=== Section Start ===

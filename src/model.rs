//! Shared data models for backend requests and responses.

use serde::{Deserialize, Serialize};

use crate::client::ClientError;

/// Response envelope every non-streaming backend endpoint wraps its
/// payload in. Business status is carried in `code`, not the HTTP status.
#[derive(Debug, Clone, Deserialize)]
#[serde(bound(deserialize = "T: Deserialize<'de>"))]
pub struct ApiResponse<T> {
    pub code: String,
    #[serde(default)]
    pub msg: Option<String>,
    #[serde(default)]
    pub success: Option<bool>,
    #[serde(default)]
    pub timestamp: Option<i64>,
    #[serde(default)]
    pub data: Option<T>,
}

impl<T> ApiResponse<T> {
    /// Codes the backend uses for a successful call.
    fn is_ok(&self) -> bool {
        self.code == "0" || self.code == "200"
    }

    /// Unwrap the envelope, mapping a non-success business code to
    /// [`ClientError::Api`]. Endpoints that return no payload yield `None`.
    pub fn into_result(self) -> Result<Option<T>, ClientError> {
        if self.is_ok() {
            Ok(self.data)
        } else {
            Err(ClientError::Api {
                code: self.code,
                message: self.msg.unwrap_or_default(),
            })
        }
    }

    /// Like [`into_result`](Self::into_result) but for endpoints whose
    /// success payload is mandatory.
    pub fn into_data(self) -> Result<T, ClientError> {
        self.into_result()?.ok_or(ClientError::MissingData)
    }
}

/// Role of a chat message sender.
#[derive(Debug, Clone, Copy, PartialEq, Eq, Serialize, Deserialize)]
#[serde(rename_all = "lowercase")]
pub enum Role {
    User,
    Assistant,
    System,
}

/// One persisted message of a conversation's history.
#[derive(Debug, Clone, Serialize, Deserialize)]
#[serde(rename_all = "camelCase")]
pub struct ChatMessage {
    #[serde(default)]
    pub id: Option<i64>,
    pub role: Role,
    pub content: String,
    #[serde(default)]
    pub create_time: Option<String>,
}

/// Request body for both the plain and the streaming chat endpoint.
///
/// `conversation_id` continues an existing conversation; omitting it asks
/// the backend to open a new one and report its id back in the stream.
#[derive(Debug, Clone, Serialize)]
#[serde(rename_all = "camelCase")]
pub struct ChatRequest {
    pub message: String,

    #[serde(skip_serializing_if = "Option::is_none")]
    pub conversation_id: Option<String>,

    /// Enable retrieval-augmented generation for this turn.
    #[serde(skip_serializing_if = "Option::is_none")]
    pub enable_rag: Option<bool>,

    /// Number of documents to retrieve when RAG is enabled.
    #[serde(skip_serializing_if = "Option::is_none")]
    pub rag_top_k: Option<u32>,

    /// Override the backend's default sampling temperature (0.0 - 2.0).
    #[serde(skip_serializing_if = "Option::is_none")]
    pub custom_temperature: Option<f32>,

    /// Override the backend's default generation length limit.
    #[serde(skip_serializing_if = "Option::is_none")]
    pub custom_max_tokens: Option<u32>,

    /// Whether the backend should include prior turns as context.
    #[serde(skip_serializing_if = "Option::is_none")]
    pub enable_memory: Option<bool>,
}

impl ChatRequest {
    /// Create a request for a new conversation.
    pub fn new(message: impl Into<String>) -> Self {
        Self {
            message: message.into(),
            conversation_id: None,
            enable_rag: None,
            rag_top_k: None,
            custom_temperature: None,
            custom_max_tokens: None,
            enable_memory: None,
        }
    }

    /// Continue an existing conversation.
    pub fn with_conversation(mut self, conversation_id: impl Into<String>) -> Self {
        self.conversation_id = Some(conversation_id.into());
        self
    }

    /// Enable retrieval-augmented generation.
    pub fn with_rag(mut self, top_k: Option<u32>) -> Self {
        self.enable_rag = Some(true);
        self.rag_top_k = top_k;
        self
    }

    /// Override the sampling temperature.
    pub fn with_temperature(mut self, temperature: f32) -> Self {
        self.custom_temperature = Some(temperature);
        self
    }

    /// Override the maximum generated tokens.
    pub fn with_max_tokens(mut self, max_tokens: u32) -> Self {
        self.custom_max_tokens = Some(max_tokens);
        self
    }
}

/// Decoded JSON payload of a single SSE `data:` line.
///
/// The backend names the text field either `delta` or `content` depending
/// on version; both are accepted, `delta` wins when both are present.
#[derive(Debug, Clone, Deserialize)]
#[serde(rename_all = "camelCase")]
pub struct StreamFrame {
    #[serde(default)]
    pub delta: Option<String>,
    #[serde(default)]
    pub content: Option<String>,
    #[serde(default)]
    pub conversation_id: Option<String>,
    #[serde(default)]
    pub done: Option<bool>,
}

impl StreamFrame {
    /// Extract the text payload, preferring a non-empty `delta` over a
    /// non-empty `content`. Returns `None` when the frame carries no text.
    pub fn text(&self) -> Option<&str> {
        self.delta
            .as_deref()
            .filter(|s| !s.is_empty())
            .or_else(|| self.content.as_deref().filter(|s| !s.is_empty()))
    }
}

/// One unit of generated text delivered by a streaming chat call.
#[derive(Debug, Clone, PartialEq, Eq)]
pub struct ChatDelta {
    pub content: String,
    /// Conversation id, present on frames where the backend reports it
    /// (typically the first frame of a new conversation).
    pub conversation_id: Option<String>,
}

=== Section End ===

▶ _PROBLEM TO SOLVE_: Go through the material and select each line with the string "streaming" in it.

▶ _OUTPUT OF THE TASK_:
/// Response envelope every non-streaming backend endpoint wraps its
/// Request body for both the plain and the streaming chat endpoint.
/// One unit of generated text delivered by a streaming chat call.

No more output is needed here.